As marcov wrote, I will give a specific example

Code: Pascal  [Select][+][-]
  1. procedure ResetLabelCaptions;
  2. var
  3.   i: integer;
  4.   s: string;
  5.  
  6. begin
  7.   for i := 1 to 5 do
  8.   begin
  9.     s := 'Label' + IntToStr(i);
  10.     s.Caption := '';
  11.   end;
  12. end;

this of course doesn't work. I have about 30 labels in the application. I wanted to know if it is possible to make it possible to set it to an empty string in bulk, then fill in just some of them in the same way (I have the data from the database in an array) and I don't want to print it one by one.

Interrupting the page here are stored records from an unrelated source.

//! # REST API Client
//!
//! The backend is consumed over plain JSON/HTTP.
//!
//! ## Endpoint Map
//! ```text
//! ┌─────────────────────────────────────────────────────────────────────────┐
//! │  CartOperation          Method   Path                  Body            │
//! │  ─────────────────────  ──────   ────────────────────  ─────────────── │
//! │  AddItem                POST     /cart/add             productId,      │
//! │                                                        quantity,       │
//! │                                                        variantId?      │
//! │  UpdateQuantity         PUT      /cart/update          productId,      │
//! │                                                        quantity        │
//! │  RemoveItem             DELETE   /cart/item/{id}       -               │
//! │  ApplyCoupon            POST     /cart/coupon          couponCode      │
//! │  RemoveCoupon           DELETE   /cart/coupon          -               │
//! │  ClearCart              DELETE   /cart/clear           -               │
//! │                                                                         │
//! │  search                 GET      /products/search?q=&limit=            │
//! │  health                 GET      /health                               │
//! │                                                                         │
//! │  Authorization: Bearer <token from SessionStore>                       │
//! └─────────────────────────────────────────────────────────────────────────┘
//! ```
//!
//! The sync and search layers depend on the [`CartApi`] and [`SearchApi`]
//! traits, never on [`RestApi`] directly, so tests swap in mocks.

use async_trait::async_trait;
use reqwest::{Method, StatusCode};
use serde::Deserialize;
use serde_json::{json, Value};
use tracing::{debug, instrument, warn};
use url::Url;

use rewardcart_core::{CartOperation, CashbackRate, Money, ProductHit};

use crate::config::ClientConfig;
use crate::error::{SyncError, SyncResult};
use crate::session::SessionStore;

// =============================================================================
// Traits
// =============================================================================

/// Server side of the cart.
#[async_trait]
pub trait CartApi: Send + Sync {
    /// Replays one cart mutation on the server.
    async fn apply(&self, op: &CartOperation) -> SyncResult<()>;

    /// Cheap reachability check.
    async fn health(&self) -> SyncResult<()>;
}

#[async_trait]
pub trait SearchApi: Send + Sync {
    async fn search(&self, query: &str, limit: u32) -> SyncResult<Vec<ProductHit>>;
}

// =============================================================================
// Routing
// =============================================================================

/// HTTP request derived from a cart operation.
#[derive(Debug, Clone, PartialEq)]
pub struct Route {
    pub method: Method,
    pub path: String,
    pub body: Option<Value>,
}

/// Maps an operation onto its endpoint.
pub fn route_for(op: &CartOperation) -> Route {
    match op {
        CartOperation::AddItem {
            product_id,
            quantity,
            variant_id,
        } => {
            let mut body = json!({ "productId": product_id, "quantity": quantity });
            if let Some(variant) = variant_id {
                body["variantId"] = json!(variant);
            }
            Route {
                method: Method::POST,
                path: "/cart/add".to_string(),
                body: Some(body),
            }
        }
        CartOperation::UpdateQuantity {
            product_id,
            quantity,
        } => Route {
            method: Method::PUT,
            path: "/cart/update".to_string(),
            body: Some(json!({ "productId": product_id, "quantity": quantity })),
        },
        CartOperation::RemoveItem { product_id } => Route {
            method: Method::DELETE,
            path: format!("/cart/item/{product_id}"),
            body: None,
        },
        CartOperation::ApplyCoupon { code } => Route {
            method: Method::POST,
            path: "/cart/coupon".to_string(),
            body: Some(json!({ "couponCode": code })),
        },
        CartOperation::RemoveCoupon => Route {
            method: Method::DELETE,
            path: "/cart/coupon".to_string(),
            body: None,
        },
        CartOperation::ClearCart => Route {
            method: Method::DELETE,
            path: "/cart/clear".to_string(),
            body: None,
        },
    }
}

// =============================================================================
// Wire Types
// =============================================================================

/// Search responses come either wrapped or as a bare array.
#[derive(Debug, Deserialize)]
#[serde(untagged)]
enum SearchResponse {
    Wrapped { products: Vec<WireProduct> },
    Bare(Vec<WireProduct>),
}

impl SearchResponse {
    fn into_products(self) -> Vec<WireProduct> {
        match self {
            SearchResponse::Wrapped { products } | SearchResponse::Bare(products) => products,
        }
    }
}

#[derive(Debug, Deserialize)]
#[serde(untagged)]
enum WireId {
    Text(String),
    Number(i64),
}

#[derive(Debug, Deserialize)]
#[serde(rename_all = "camelCase")]
struct WireProduct {
    #[serde(alias = "_id")]
    id: WireId,
    name: String,
    #[serde(default)]
    brand: Option<String>,
    /// Major units, e.g. 499.5
    price: f64,
    /// Percent, e.g. 5 for 5%
    #[serde(default, alias = "cashback")]
    cashback_rate: Option<f64>,
    #[serde(default, alias = "image")]
    image_url: Option<String>,
}

impl From<WireProduct> for ProductHit {
    fn from(wire: WireProduct) -> Self {
        let id = match wire.id {
            WireId::Text(id) => id,
            WireId::Number(n) => n.to_string(),
        };
        // Rounded once here; everything downstream is integer.
        let price = Money::from_cents((wire.price * 100.0).round() as i64);
        let bps = wire
            .cashback_rate
            .map(|pct| (pct * 100.0).round().clamp(0.0, 10_000.0) as u32)
            .unwrap_or(0);

        ProductHit {
            id,
            name: wire.name,
            brand: wire.brand,
            price,
            cashback_rate: CashbackRate::from_bps(bps),
            image_url: wire.image_url,
        }
    }
}

/// Error bodies usually look like `{"message": "..."}`.
fn error_message(status: StatusCode, body: &str) -> String {
    serde_json::from_str::<Value>(body)
        .ok()
        .and_then(|v| {
            v.get("message")
                .or_else(|| v.get("error"))
                .and_then(Value::as_str)
                .map(str::to_string)
        })
        .unwrap_or_else(|| {
            status
                .canonical_reason()
                .unwrap_or("request failed")
                .to_string()
        })
}

// =============================================================================
// RestApi
// =============================================================================

/// reqwest-backed implementation of the API traits.
#[derive(Debug, Clone)]
pub struct RestApi {
    client: reqwest::Client,
    base_url: String,
    session: SessionStore,
}

impl RestApi {
    pub fn new(config: &ClientConfig, session: SessionStore) -> SyncResult<Self> {
        let client = reqwest::Client::builder()
            .timeout(config.request_timeout())
            .build()?;

        Ok(RestApi {
            client,
            base_url: config.api.base_url.trim_end_matches('/').to_string(),
            session,
        })
    }

    fn url(&self, path: &str) -> SyncResult<Url> {
        Ok(Url::parse(&format!("{}{}", self.base_url, path))?)
    }

    fn request(&self, method: Method, url: Url) -> reqwest::RequestBuilder {
        let builder = self.client.request(method, url);
        match self.session.token() {
            Some(token) => builder.bearer_auth(token),
            None => builder,
        }
    }

    /// Sends a request and turns non-2xx answers into [`SyncError::Http`].
    async fn send(&self, builder: reqwest::RequestBuilder) -> SyncResult<reqwest::Response> {
        let response = builder.send().await?;
        let status = response.status();

        if status.is_success() {
            return Ok(response);
        }

        let body = response.text().await.unwrap_or_default();
        let message = error_message(status, &body);
        warn!(status = status.as_u16(), message = %message, "API request failed");

        Err(SyncError::Http {
            status: status.as_u16(),
            message,
        })
    }
}

#[async_trait]
impl CartApi for RestApi {
    #[instrument(skip(self), fields(kind = op.kind().as_str()))]
    async fn apply(&self, op: &CartOperation) -> SyncResult<()> {
        let route = route_for(op);
        let mut builder = self.request(route.method, self.url(&route.path)?);
        if let Some(body) = route.body {
            builder = builder.json(&body);
        }

        self.send(builder).await?;
        debug!("Cart operation accepted");
        Ok(())
    }

    async fn health(&self) -> SyncResult<()> {
        let url = self.url("/health")?;
        self.send(self.client.get(url)).await?;
        Ok(())
    }
}

#[async_trait]
impl SearchApi for RestApi {
    #[instrument(skip(self))]
    async fn search(&self, query: &str, limit: u32) -> SyncResult<Vec<ProductHit>> {
        let mut url = self.url("/products/search")?;
        url.query_pairs_mut()
            .append_pair("q", query)
            .append_pair("limit", &limit.to_string());

        let response = self.send(self.request(Method::GET, url)).await?;
        let parsed: SearchResponse = response.json().await?;
        let products: Vec<ProductHit> = parsed
            .into_products()
            .into_iter()
            .map(ProductHit::from)
            .collect();

        debug!(count = products.len(), "Search results received");
        Ok(products)
    }
}

#[cfg(test)]
mod tests {
    use super::*;

    #[test]
    fn test_add_item_route() {
        let route = route_for(&CartOperation::AddItem {
            product_id: "p-1".into(),
            quantity: 2,
            variant_id: Some("v-red".into()),
        });
        assert_eq!(route.method, Method::POST);
        assert_eq!(route.path, "/cart/add");
        assert_eq!(
            route.body,
            Some(json!({ "productId": "p-1", "quantity": 2, "variantId": "v-red" }))
        );

        let route = route_for(&CartOperation::AddItem {
            product_id: "p-1".into(),
            quantity: 1,
            variant_id: None,
        });
        assert!(route.body.unwrap().get("variantId").is_none());
    }

    #[test]
    fn test_other_routes() {
        let route = route_for(&CartOperation::RemoveItem {
            product_id: "sku_9".into(),
        });
        assert_eq!(route.method, Method::DELETE);
        assert_eq!(route.path, "/cart/item/sku_9");
        assert!(route.body.is_none());

        let route = route_for(&CartOperation::ApplyCoupon {
            code: "SAVE10".into(),
        });
        assert_eq!(route.body, Some(json!({ "couponCode": "SAVE10" })));

        assert_eq!(route_for(&CartOperation::RemoveCoupon).path, "/cart/coupon");
        assert_eq!(route_for(&CartOperation::ClearCart).path, "/cart/clear");
        assert_eq!(
            route_for(&CartOperation::UpdateQuantity {
                product_id: "p".into(),
                quantity: 3
            })
            .method,
            Method::PUT
        );
    }

    #[test]
    fn test_search_response_shapes() {
        let wrapped: SearchResponse = serde_json::from_str(
            r#"{"products":[{"id":"p1","name":"Basmati Rice","price":499.5,"cashbackRate":5,"image":"https://img/1.png"}]}"#,
        )
        .unwrap();
        let hits: Vec<ProductHit> = wrapped
            .into_products()
            .into_iter()
            .map(ProductHit::from)
            .collect();
        assert_eq!(hits[0].price.cents(), 49950);
        assert_eq!(hits[0].cashback_rate.bps(), 500);
        assert_eq!(hits[0].image_url.as_deref(), Some("https://img/1.png"));

        let bare: SearchResponse =
            serde_json::from_str(r#"[{"_id":42,"name":"Atta","price":10}]"#).unwrap();
        let hit = ProductHit::from(bare.into_products().remove(0));
        assert_eq!(hit.id, "42");
        assert_eq!(hit.cashback_rate.bps(), 0);
        assert!(hit.brand.is_none());
    }

    #[test]
    fn test_error_message_extraction() {
        assert_eq!(
            error_message(StatusCode::BAD_REQUEST, r#"{"message":"Out of stock"}"#),
            "Out of stock"
        );
        assert_eq!(
            error_message(StatusCode::SERVICE_UNAVAILABLE, "<html>"),
            "Service Unavailable"
        );
    }

    #[test]
    fn test_rest_api_url_join() {
        let mut config = ClientConfig::default();
        config.api.base_url = "https://api.example.com/v1/".into();
        let api = RestApi::new(&config, SessionStore::default()).unwrap();
        assert_eq!(
            api.url("/cart/add").unwrap().as_str(),
            "https://api.example.com/v1/cart/add"
        );
    }
}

Well, i have been reading all the posts, and i have the sense of killing flies with cannons...
I would follow markov way of thinking.

Why in the hell would you will need it?


Renaming labels seems bad idea with a visual editor and things can be done with meaningful names.
And you will have an overloading of some dictionary on all things if needed

It seems that the case is that the program will take some text archive or similar to make a "custom" form from file or making some separation between interface designer and code implementation, but with a Lazarus IDE it should not be needed. Other options of use seems some kind of multi-languaje support..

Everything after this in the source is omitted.